Religious forces, like art, music, and everything that inspires classification as sacred, Emile Durkheim (1965) writes: “do not translate the manner in which physical things affect our senses, but the way in which the collective consciousness acts upon individual consciousnesses” (1965, p. 254). Music has the ability to act as a symbol of this collective consciousness, bringing the masses together to celebrate a shared philosophy or perspective. While many contend that art and music is nothing more than an escape from the everyday anxieties that life offers up, it is far more than that.

Similar to the sacred in religion, which Durkheim asserts is not rooted in fear as humanist and existentialist theorists claim, but in the idealism of the collective mentality, music becomes sacred when presented in a way that appeals to the individual and the collective. Music and those who perform it act in ways similar to religious totems, representing the ideals of the collective and how they inhabit the individual, and take their roots in exhalation and celebration. According to Durkheim, “In fine, the sentiments at the root of totemism are those of happy confidence rather than terror and compression” (1965, p. 56).

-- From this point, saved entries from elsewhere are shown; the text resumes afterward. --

//! Query routing
//!
//! Selects which plugins participate in a query and in which mode.

use crate::plugins::{PluginRegistry, Provider};
use crate::query::ParsedQuery;
use std::sync::Arc;

/// How a routed plugin should be queried
#[derive(Debug, Clone, Copy, PartialEq, Eq)]
pub enum QueryMode {
    /// The user typed the plugin's keyword with no argument yet; the plugin
    /// is asked for usage/hint content
    Helper,
    /// Normal candidate search
    Results,
}

/// One routing decision: a provider, its mode, and the argument tokens it
/// should receive
#[derive(Clone)]
pub struct RoutedPlugin {
    pub provider: Arc<dyn Provider>,
    pub mode: QueryMode,
    pub args: Vec<String>,
}

/// Route a parsed query against the registry.
///
/// A plugin matches when it has no keyword (always on) or its keyword
/// equals the query's first token. When nothing matches, the query falls
/// back to core plugins only, each receiving the full token list, so an
/// unrecognized leading word still searches core functionality.
pub fn route(query: &ParsedQuery, registry: &PluginRegistry) -> Vec<RoutedPlugin> {
    let matched: Vec<&Arc<dyn Provider>> = registry
        .iter()
        .filter(|p| match &p.descriptor().keyword {
            None => true,
            Some(keyword) => *keyword == query.keyword,
        })
        .collect();

    if !matched.is_empty() {
        return matched
            .into_iter()
            .map(|provider| {
                let descriptor = provider.descriptor();
                let (mode, args) = match &descriptor.keyword {
                    // Keyword typed but no argument yet: show usage.
                    Some(_) if query.query_string.is_empty() => {
                        (QueryMode::Helper, query.args.clone())
                    }
                    // Keyword matched with arguments: keyword is stripped.
                    Some(_) => (QueryMode::Results, query.args.clone()),
                    // Keyword-less plugins get the full token list.
                    None => (QueryMode::Results, query.fractions.clone()),
                };
                RoutedPlugin {
                    provider: provider.clone(),
                    mode,
                    args,
                }
            })
            .collect();
    }

    registry
        .iter()
        .filter(|p| p.descriptor().is_core)
        .map(|provider| RoutedPlugin {
            provider: provider.clone(),
            mode: QueryMode::Results,
            args: query.fractions.clone(),
        })
        .collect()
}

Music became the inspiration for hippie culture and gave them the confidence to fight back against ideals they saw as wrong, including the Vietnam War. There was no better representation of this than Woodstock. The Woodstock Music & Art Festival that took place on a farm near Woodstock, New York, August 15 through August 18, 1969 not only assembled some of the greatest rock, pop, and folk musicians of the day, but also had a half million enthusiastic young and old fans celebrating life and music in a concert that changed the way the younger generation was viewed.

After Woodstock, the burgeoning counter culture exploded into the mainstream, as the entire United States realized that the hippie culture was a force that could not be ignored, and its icons such as The Who, Crosby, Stills, and Nash, and Jimi Hendrix reinforced many of the stereotypes of long hair, reckless behavior, and sexuality. Woodstock would become a legendary orgy of drug use, sexual intercourse, nudity, and mud, but also of peace, love, and a general togetherness that also characterized hippie culture. Another popular stereotype was the hippie general disregard for all authority, and Woodstock was no different.

Over one-hundred thousand tickets had been sold to the event, but soon fans were crashing over fences and simply began streaming in to see the show (Woodstock. com, 2009). However, there were very few incidents of violence and the festival went on to become one of the iconic points in the culture of the 1960s. It also marked the beginning of the end of hippie culture. Woodstock was the last hurrah for a generation of young men and women that did their best to rebel against the previous generations and create their own persona.

Unfortunately, stereotypes were rich and long concerning hippie culture, and Woodstock did well to encourage both the good and bad stereotypes. They displayed their amazing music and free-loving culture, but also their drug abuse and contentment with filth. By the time the 1970s began, hippie culture was all but dead, even though many of the hippies continued to live on. Today, hippies are seen as largely a joke and very superficial, which may speak of their ultimate failure to live up to their own ideals.

The country is still largely conservative in many regards, still refuses many of the ideals of peace and love that the hippies inspired, and is still at war with foreign countries. Hippies are now seen in modern form as environmentalists, annoying activists for un-American or unethical causes, potheads or vegetarians. Hippies are no longer seen as a viable threat to the conservative ideals of the United States, and have in essence become all style and no substance. While stereotypes helped perpetuate the romantic notion of the idealistic hippie, they just as equally helped destroy a notion that never really existed in the first place.